Per consentire a Hank di giungere all’obiettivo finale – la ricerca di Janet – Scott e Hope devono ora riunire le forze per fronteggiare il subdolo mercante tecnologico Sonny Burch (Walton Goggins); scontrarsi con un misterioso rivale denominato Ghost (Hannah John-Kamen) che si interessa alla stessa tecnologia; discutere con un astioso collega del dottor Pym, Bill Foster (Laurence Fishburne); e sfuggire all’agente FBI Jimmy Woo (Randall Park). Mentre il film si addentra sempre di più nella sua dimensione fantastica, non mancano il cameo del creatore della Marvel, Stan Lee, e, dato che siamo a San Francisco, una variante inedita del classico inseguimento tra auto sulle strade collinari.

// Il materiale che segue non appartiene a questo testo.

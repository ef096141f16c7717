use std::collections::HashSet;

use rusqlite::Connection;
use tracing::{info, warn};

use crate::boxscore::{AdvancedBoxscore, BasicBoxscore, ScoringBoxscore};
use crate::error::Result;
use crate::player::PlayerGameLog;
use crate::schema::{PLAYER_LOGS, TEAM_ADVANCED, TEAM_BASIC, TEAM_SCORING};
use crate::season::{SeasonRange, season_label};
use crate::store::{self, WriteMode};

#[derive(Debug, Clone, Copy, PartialEq, Eq)]
pub enum GameType {
    RegularSeason,
    Playoffs,
}

impl GameType {
    pub const ALL: [GameType; 2] = [GameType::RegularSeason, GameType::Playoffs];

    pub fn as_str(self) -> &'static str {
        match self {
            GameType::RegularSeason => "Regular Season",
            GameType::Playoffs => "Playoffs",
        }
    }
}

// Where raw box scores come from. Rate limiting and retries are the
// source's business; a failed call here is recorded and skipped.
pub trait GameSource {
    fn league_game_log(&mut self, season: &str, game_type: GameType) -> Result<Vec<BasicBoxscore>>;

    fn advanced_boxscore(&mut self, game_id: &str) -> Result<Vec<AdvancedBoxscore>>;

    fn scoring_boxscore(&mut self, game_id: &str) -> Result<Vec<ScoringBoxscore>>;

    fn player_game_logs(&mut self, season: &str) -> Result<Vec<PlayerGameLog>>;
}

#[derive(Debug, Clone, Default)]
pub struct SeasonIngestSummary {
    pub season: String,
    pub basic_rows: usize,
    pub advanced_rows: usize,
    pub scoring_rows: usize,
    pub player_rows: usize,
    pub games_skipped: usize,
}

#[derive(Debug, Clone, Default)]
pub struct IngestSummary {
    pub seasons: Vec<SeasonIngestSummary>,
    pub games_not_added: Vec<String>,
    pub errors: Vec<String>,
}

impl IngestSummary {
    pub fn rows_upserted(&self) -> usize {
        self.seasons
            .iter()
            .map(|s| s.basic_rows + s.advanced_rows + s.scoring_rows + s.player_rows)
            .sum()
    }
}

pub fn ingest_seasons(
    conn: &mut Connection,
    source: &mut dyn GameSource,
    seasons: SeasonRange,
    mode: WriteMode,
) -> Result<IngestSummary> {
    if mode == WriteMode::Replace {
        store::reset_raw_tables(conn)?;
    } else {
        store::init_raw_schema(conn)?;
    }

    let mut summary = IngestSummary::default();
    for year in seasons.years() {
        let season = season_label(year);
        let mut item = SeasonIngestSummary {
            season: season.clone(),
            ..Default::default()
        };

        let mut basic = Vec::new();
        for game_type in GameType::ALL {
            match source.league_game_log(&season, game_type) {
                Ok(rows) => basic.extend(rows),
                Err(err) => summary
                    .errors
                    .push(format!("{season} {}: {err}", game_type.as_str())),
            }
        }
        for row in &mut basic {
            row.season = season.clone();
        }

        let mut game_ids = Vec::new();
        let mut seen = HashSet::new();
        for row in &basic {
            if seen.insert(row.game_id.clone()) {
                game_ids.push(row.game_id.clone());
            }
        }

        let have_advanced = store::stored_game_ids(conn, &TEAM_ADVANCED)?;
        let have_scoring = store::stored_game_ids(conn, &TEAM_SCORING)?;
        let mut advanced = Vec::new();
        let mut scoring = Vec::new();
        for game_id in &game_ids {
            let mut failed = false;
            if !have_advanced.contains(game_id) {
                match source.advanced_boxscore(game_id) {
                    Ok(rows) => advanced.extend(rows),
                    Err(err) => {
                        warn!(%game_id, %err, "advanced box score not added");
                        failed = true;
                    }
                }
            }
            if !have_scoring.contains(game_id) {
                match source.scoring_boxscore(game_id) {
                    Ok(rows) => scoring.extend(rows),
                    Err(err) => {
                        warn!(%game_id, %err, "scoring box score not added");
                        failed = true;
                    }
                }
            }
            if failed {
                item.games_skipped += 1;
                summary.games_not_added.push(game_id.clone());
            }
        }

        let players = match source.player_game_logs(&season) {
            Ok(rows) => rows,
            Err(err) => {
                summary.errors.push(format!("{season} player logs: {err}"));
                Vec::new()
            }
        };

        let tx = conn.transaction()?;
        item.basic_rows = store::upsert_raw(&tx, &TEAM_BASIC, basic.iter().map(store::basic_values))?;
        item.advanced_rows =
            store::upsert_raw(&tx, &TEAM_ADVANCED, advanced.iter().map(store::advanced_values))?;
        item.scoring_rows =
            store::upsert_raw(&tx, &TEAM_SCORING, scoring.iter().map(store::scoring_values))?;
        item.player_rows =
            store::upsert_raw(&tx, &PLAYER_LOGS, players.iter().map(store::player_values))?;
        tx.commit()?;

        info!(
            season = %item.season,
            basic = item.basic_rows,
            advanced = item.advanced_rows,
            scoring = item.scoring_rows,
            players = item.player_rows,
            skipped = item.games_skipped,
            "ingested season"
        );
        summary.seasons.push(item);
    }
    Ok(summary)
}
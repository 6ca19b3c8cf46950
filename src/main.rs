//! TOPSIS Ranker CLI
//!
//! # Commands
//!
//! - `rank <INPUT> <WEIGHTS> <IMPACTS> <OUTPUT>`: Rank a CSV or JSON file and
//!   write the scored table to OUTPUT
//! - `serve [--port]`: Run the HTTP API
//!
//! Exit code 1 on any error.

use std::path::PathBuf;
use std::process::ExitCode;
use std::sync::Arc;

use clap::{Parser, Subcommand};

use topsis_ranker::adapters::export::{render_table, CsvResultWriter};
use topsis_ranker::adapters::http::{build_router, build_state};
use topsis_ranker::application::{RankFileCommand, RankFileHandler};
use topsis_ranker::config::AppConfig;
use topsis_ranker::telemetry::init_tracing;

/// TOPSIS Ranker - Multi-criteria ranking of alternatives
#[derive(Parser)]
#[command(name = "topsis-ranker")]
#[command(version)]
#[command(about = "Rank alternatives against weighted criteria using TOPSIS")]
struct Cli {
    #[command(subcommand)]
    command: Commands,
}

#[derive(Subcommand)]
enum Commands {
    /// Rank the alternatives in a file
    #[command(after_help = "Example:\n  topsis-ranker rank data.csv \"1,1,1,2\" \"+,+,-,+\" result.csv")]
    Rank {
        /// CSV or JSON file whose first column holds the alternative names
        input: PathBuf,
        /// Comma-separated positive weights, e.g. "1,1,1,2"
        #[arg(allow_hyphen_values = true)]
        weights: String,
        /// Comma-separated impacts, '+' (benefit) or '-' (cost), e.g. "+,+,-,+"
        #[arg(allow_hyphen_values = true)]
        impacts: String,
        /// Where to write the scored CSV
        output: PathBuf,
    },
    /// Run the HTTP API
    Serve {
        /// Override the configured port
        #[arg(short, long)]
        port: Option<u16>,
    },
}

#[tokio::main]
async fn main() -> ExitCode {
    let cli = Cli::parse();

    let result = match cli.command {
        Commands::Rank {
            input,
            weights,
            impacts,
            output,
        } => rank(input, weights, impacts, output).await,
        Commands::Serve { port } => serve(port).await,
    };

    match result {
        Ok(()) => ExitCode::SUCCESS,
        Err(message) => {
            eprintln!("Error: {}", message);
            ExitCode::FAILURE
        }
    }
}

async fn rank(
    input: PathBuf,
    weights: String,
    impacts: String,
    output: PathBuf,
) -> Result<(), String> {
    init_tracing("warn", false);

    let handler = RankFileHandler::new(Arc::new(CsvResultWriter::new()));
    let cmd = RankFileCommand {
        input,
        weights,
        impacts,
        output: output.clone(),
    };

    let ranking = handler.handle(cmd).await.map_err(|e| e.to_string())?;

    println!("{}", render_table(&ranking));
    println!("\nResults saved to '{}'", output.display());
    Ok(())
}

async fn serve(port: Option<u16>) -> Result<(), String> {
    let mut config = AppConfig::load().map_err(|e| e.to_string())?;
    if let Some(port) = port {
        config.server.port = port;
    }
    config.validate().map_err(|e| e.to_string())?;

    init_tracing(&config.server.log_level, config.is_production());

    let addr = config.server.socket_addr().map_err(|e| e.to_string())?;
    let app = build_router(build_state(&config), &config);

    let listener = tokio::net::TcpListener::bind(addr)
        .await
        .map_err(|e| format!("Failed to bind {}: {}", addr, e))?;

    tracing::info!(
        %addr,
        environment = config.server.environment.as_str(),
        "TOPSIS Ranker listening"
    );

    axum::serve(listener, app)
        .with_graceful_shutdown(shutdown_signal())
        .await
        .map_err(|e| e.to_string())
}

async fn shutdown_signal() {
    if let Err(e) = tokio::signal::ctrl_c().await {
        tracing::error!(error = %e, "Failed to listen for shutdown signal");
        std::future::pending::<()>().await;
    }
    tracing::info!("Shutting down");
}
//! Result Store Port - Persists rendered result files for later download.

use async_trait::async_trait;
use std::path::PathBuf;
use thiserror::Error;

/// Errors that can occur during result storage operations.
#[derive(Debug, Clone, PartialEq, Eq, Error)]
pub enum StorageError {
    /// File was not found.
    #[error("File not found: {0}")]
    NotFound(String),

    /// File name is not a plain name inside the store.
    #[error("Invalid file name: {0}")]
    InvalidName(String),

    /// IO error during file operation.
    #[error("IO error: {0}")]
    Io(String),
}

/// Port for storing result files by name.
///
/// # Contract
///
/// Implementations must:
/// - Accept only plain file names (no separators, no `..`)
/// - Write atomically (no partial content on failure)
#[async_trait]
pub trait ResultStore: Send + Sync {
    /// Saves content under `file_name`, replacing any previous file.
    ///
    /// Returns the path where the file was written.
    async fn save(&self, file_name: &str, content: &[u8]) -> Result<PathBuf, StorageError>;

    /// Reads a stored file.
    ///
    /// # Errors
    ///
    /// Returns `StorageError::NotFound` if the file doesn't exist.
    async fn read(&self, file_name: &str) -> Result<Vec<u8>, StorageError>;

    /// Checks whether a file exists.
    async fn exists(&self, file_name: &str) -> Result<bool, StorageError>;
}
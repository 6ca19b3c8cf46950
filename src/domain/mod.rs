//! Domain layer containing business logic and domain types.
//!
//! # Module Organization
//!
//! - `foundation` - Shared domain primitives (errors, impacts, identifiers)
//! - `topsis` - Pure scoring pipeline (validation, normalization, ranking)

pub mod foundation;
pub mod topsis;
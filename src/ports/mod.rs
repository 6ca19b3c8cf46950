//! Ports - Interfaces for external dependencies.
//!
//! Following hexagonal architecture, ports define the contracts between
//! the domain and the outside world. Adapters implement these ports.
//!
//! - `TableReader` - Tabular ingestion (CSV, JSON)
//! - `ResultWriter` - Rendering a ranking into a document
//! - `ResultStore` - Persisting rendered results for download
//! - `ResultNotifier` - Delivering results to a recipient

mod result_notifier;
mod result_store;
mod result_writer;
mod table_reader;

pub use result_notifier::{Attachment, Notification, NotifyError, ResultNotifier};
pub use result_store::{ResultStore, StorageError};
pub use result_writer::{ExportError, ResultWriter, RANK_COLUMN, SCORE_COLUMN};
pub use table_reader::{IngestError, TableFormat, TableReader};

Il film, che rappresenta il ventesimo episodio della saga cominciata nel 2008 con Iron Man, è una piacevole mescolanza di poliziesco, azione, commedia (con le consuete gag del gruppo di ex-galeotti) e teorie (fanta)scientifiche portate a un’efficace rappresentazione visiva. È consigliabile avere visto ameno il precedente Ant-Man per apprezzare molti degli aspetti che qui vengono ormai dati per acquisiti. I doverosi collegamenti con la continuity dell’intera saga sono riservati invece alle sequenze inserite nei titoli di coda, che ancora molti spettatori si perdono nella frenesia di correre all’uscita come se la sala andasse a fuoco; e sì che sono una consuetudine da almeno quindici anni, in questo genere di film!